On September 1, 2021, Baker was selected to the 40-man roster and promoted to the major leagues for the first time. On September 5, Baker made his MLB debut, tossing a scoreless inning against the Oakland Athletics, striking out one.

===Baltimore Orioles===
On November 8, 2021, Baker was claimed off waivers by the Baltimore Orioles.

On April 23, 2022, Baker earned his first career win in a 5–4 victory over the Los Angeles Angels. On September 6, after surrendering two hits and a run to the Toronto Blue Jays, he instigated a benches clearing scrum by staring at the Blue Jays dugout while making a hand puppet-like gesture with his right hand. On the final day of the season, Baker pitched a scoreless ninth inning in the first game of a doubleheader against the Blue Jays to earn his first career save.
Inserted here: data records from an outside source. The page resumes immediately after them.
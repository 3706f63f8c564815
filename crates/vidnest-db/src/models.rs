/// Database row types — these map directly to SQLite rows.
/// Distinct from vidnest-types API models to keep the DB layer independent.

pub struct UserRow {
    pub id: String,
    pub username: String,
    pub password: String,
    pub role: String,
    pub created_at: String,
}

pub struct VideoRow {
    pub id: String,
    pub title: String,
    pub description: String,
    pub video_url: Option<String>,
    pub thumbnail_url: String,
    pub duration: f64,
    pub views: i64,
    pub is_published: bool,
    pub owner_id: String,
    pub owner_username: String,
    pub created_at: String,
}

pub struct CommentRow {
    pub id: String,
    pub video_id: String,
    pub author_id: String,
    pub author_username: String,
    pub content: String,
    pub parent_id: Option<String>,
    pub created_at: String,
}

/// One (comment, liker) pair from the batch liker fetch.
pub struct CommentLikerRow {
    pub comment_id: String,
    pub user_id: String,
}

pub struct TweetRow {
    pub id: String,
    pub author_id: String,
    pub body: String,
    pub like_count: i64,
    pub is_public: bool,
    pub created_at: String,
}

pub struct PlaylistRow {
    pub id: String,
    pub name: String,
    pub description: String,
    pub owner_id: String,
    pub owner_username: String,
    pub is_public: bool,
    pub created_at: String,
}

/// A subscription row joined with the user document on the requested side
/// (the subscriber for subscriber listings, the channel for channel listings).
pub struct SubscriptionUserRow {
    pub user_id: String,
    pub username: String,
    pub subscribed_at: String,
}
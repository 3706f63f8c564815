use anyhow::Result;

use crate::Database;

/// Channel statistics are four independent reads; the result is a
/// best-effort snapshot with no cross-read transaction.
impl Database {
    pub fn count_channel_videos(&self, channel_id: &str) -> Result<i64> {
        self.with_conn(|conn| {
            let count = conn.query_row(
                "SELECT COUNT(*) FROM videos WHERE owner_id = ?1 AND is_deleted = 0",
                [channel_id],
                |row| row.get(0),
            )?;
            Ok(count)
        })
    }

    pub fn count_channel_subscribers(&self, channel_id: &str) -> Result<i64> {
        self.with_conn(|conn| {
            let count = conn.query_row(
                "SELECT COUNT(*) FROM subscriptions WHERE channel_id = ?1",
                [channel_id],
                |row| row.get(0),
            )?;
            Ok(count)
        })
    }

    /// SUM over an empty group is NULL; a channel with no videos reports 0.
    pub fn sum_channel_views(&self, channel_id: &str) -> Result<i64> {
        self.with_conn(|conn| {
            let total: Option<i64> = conn.query_row(
                "SELECT SUM(views) FROM videos WHERE owner_id = ?1 AND is_deleted = 0",
                [channel_id],
                |row| row.get(0),
            )?;
            Ok(total.unwrap_or(0))
        })
    }

    /// Like rows attached to the channel's content: its non-deleted videos,
    /// the comments on those videos, and its tweets.
    pub fn count_channel_content_likes(&self, channel_id: &str) -> Result<i64> {
        self.with_conn(|conn| {
            let count = conn.query_row(
                "SELECT COUNT(*) FROM likes l
                 WHERE (l.target_kind = 'video' AND l.target_id IN
                            (SELECT id FROM videos WHERE owner_id = ?1 AND is_deleted = 0))
                    OR (l.target_kind = 'comment' AND l.target_id IN
                            (SELECT c.id FROM comments c
                             JOIN videos v ON c.video_id = v.id
                             WHERE v.owner_id = ?1 AND v.is_deleted = 0))
                    OR (l.target_kind = 'tweet' AND l.target_id IN
                            (SELECT id FROM tweets WHERE author_id = ?1))",
                [channel_id],
                |row| row.get(0),
            )?;
            Ok(count)
        })
    }
}
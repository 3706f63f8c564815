use serde::{Deserialize, Serialize};

/// User role. Admins get a delete override on comments and videos, and
/// nothing else.
#[derive(Debug, Clone, Copy, PartialEq, Eq, Serialize, Deserialize)]
#[serde(rename_all = "lowercase")]
pub enum Role {
    User,
    Admin,
}

impl Role {
    pub fn as_str(&self) -> &'static str {
        match self {
            Role::User => "user",
            Role::Admin => "admin",
        }
    }

    pub fn parse(value: &str) -> Self {
        match value {
            "admin" => Role::Admin,
            _ => Role::User,
        }
    }
}

/// The three kinds of content a like relation can point at. A like row
/// targets exactly one of them.
#[derive(Debug, Clone, Copy, PartialEq, Eq, Serialize, Deserialize)]
#[serde(rename_all = "lowercase")]
pub enum LikeTarget {
    Video,
    Comment,
    Tweet,
}

impl LikeTarget {
    pub fn as_str(&self) -> &'static str {
        match self {
            LikeTarget::Video => "video",
            LikeTarget::Comment => "comment",
            LikeTarget::Tweet => "tweet",
        }
    }
}
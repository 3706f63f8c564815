use axum::{
    Json,
    http::StatusCode,
    response::{IntoResponse, Response},
};
use serde::Serialize;

/// Uniform success envelope: every endpoint returns
/// `{ statusCode, message, data, success: true }`.
#[derive(Debug, Serialize)]
#[serde(rename_all = "camelCase")]
pub struct ApiResponse<T: Serialize> {
    pub status_code: u16,
    pub message: String,
    pub data: T,
    pub success: bool,
}

impl<T: Serialize> ApiResponse<T> {
    pub fn ok(message: impl Into<String>, data: T) -> Self {
        Self::with_status(StatusCode::OK, message, data)
    }

    pub fn created(message: impl Into<String>, data: T) -> Self {
        Self::with_status(StatusCode::CREATED, message, data)
    }

    fn with_status(status: StatusCode, message: impl Into<String>, data: T) -> Self {
        Self {
            status_code: status.as_u16(),
            message: message.into(),
            data,
            success: true,
        }
    }
}

impl<T: Serialize> IntoResponse for ApiResponse<T> {
    fn into_response(self) -> Response {
        let status =
            StatusCode::from_u16(self.status_code).unwrap_or(StatusCode::INTERNAL_SERVER_ERROR);
        (status, Json(self)).into_response()
    }
}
Baker compiled a 4–3 record with a 3.49 ERA with 76 strikeouts in 66 appearances for the Orioles during the regular season.

Baker made 46 appearances out of the bullpen for Baltimore in 2023, registering a 4–3 record and 3.60 ERA with 51 strikeouts across 45 innings pitched. He was optioned to the Triple–A Norfolk Tides to begin the 2024 season. Baker would go on to make 19 relief outings for the Orioles, posting a 1–1 record and 5.01 ERA with 23 strikeouts across 23 1/3 innings pitched.

Baker made 42 appearances for the Orioles during the 2025 season, compiling a 3–2 record and 3.52 ERA with 49 strikeouts and two saves across 38 1/3 innings pitched.

===Tampa Bay Rays===
On July 10, 2025, the Orioles traded Baker to the Tampa Bay Rays in exchange for a competitive balance draft pick in the 2025 draft. He made 31 appearances down the stretch for Tampa Bay, logging a 1–2 record and 4.75 ERA with 34 strikeouts and one save across 30 1/3 innings pitched.

On July 4, 2026, Baker was selected to the 2026 MLB All-Star Game after recording 25 saves and a 1.73 ERA over his first 38 appearances of the season. On August 8, he recorded his 23rd consecutive save against the Seattle Mariners, breaking the franchise record previously set by Fernando Rodney.

==Personal life==
Baker is the son of Cathy and Scott Baker. He has an older sister named Chelsea. Baker's grandfather, Ed Baker, played football at Auburn University. His cousin, Matt Krembel, played golf at Army.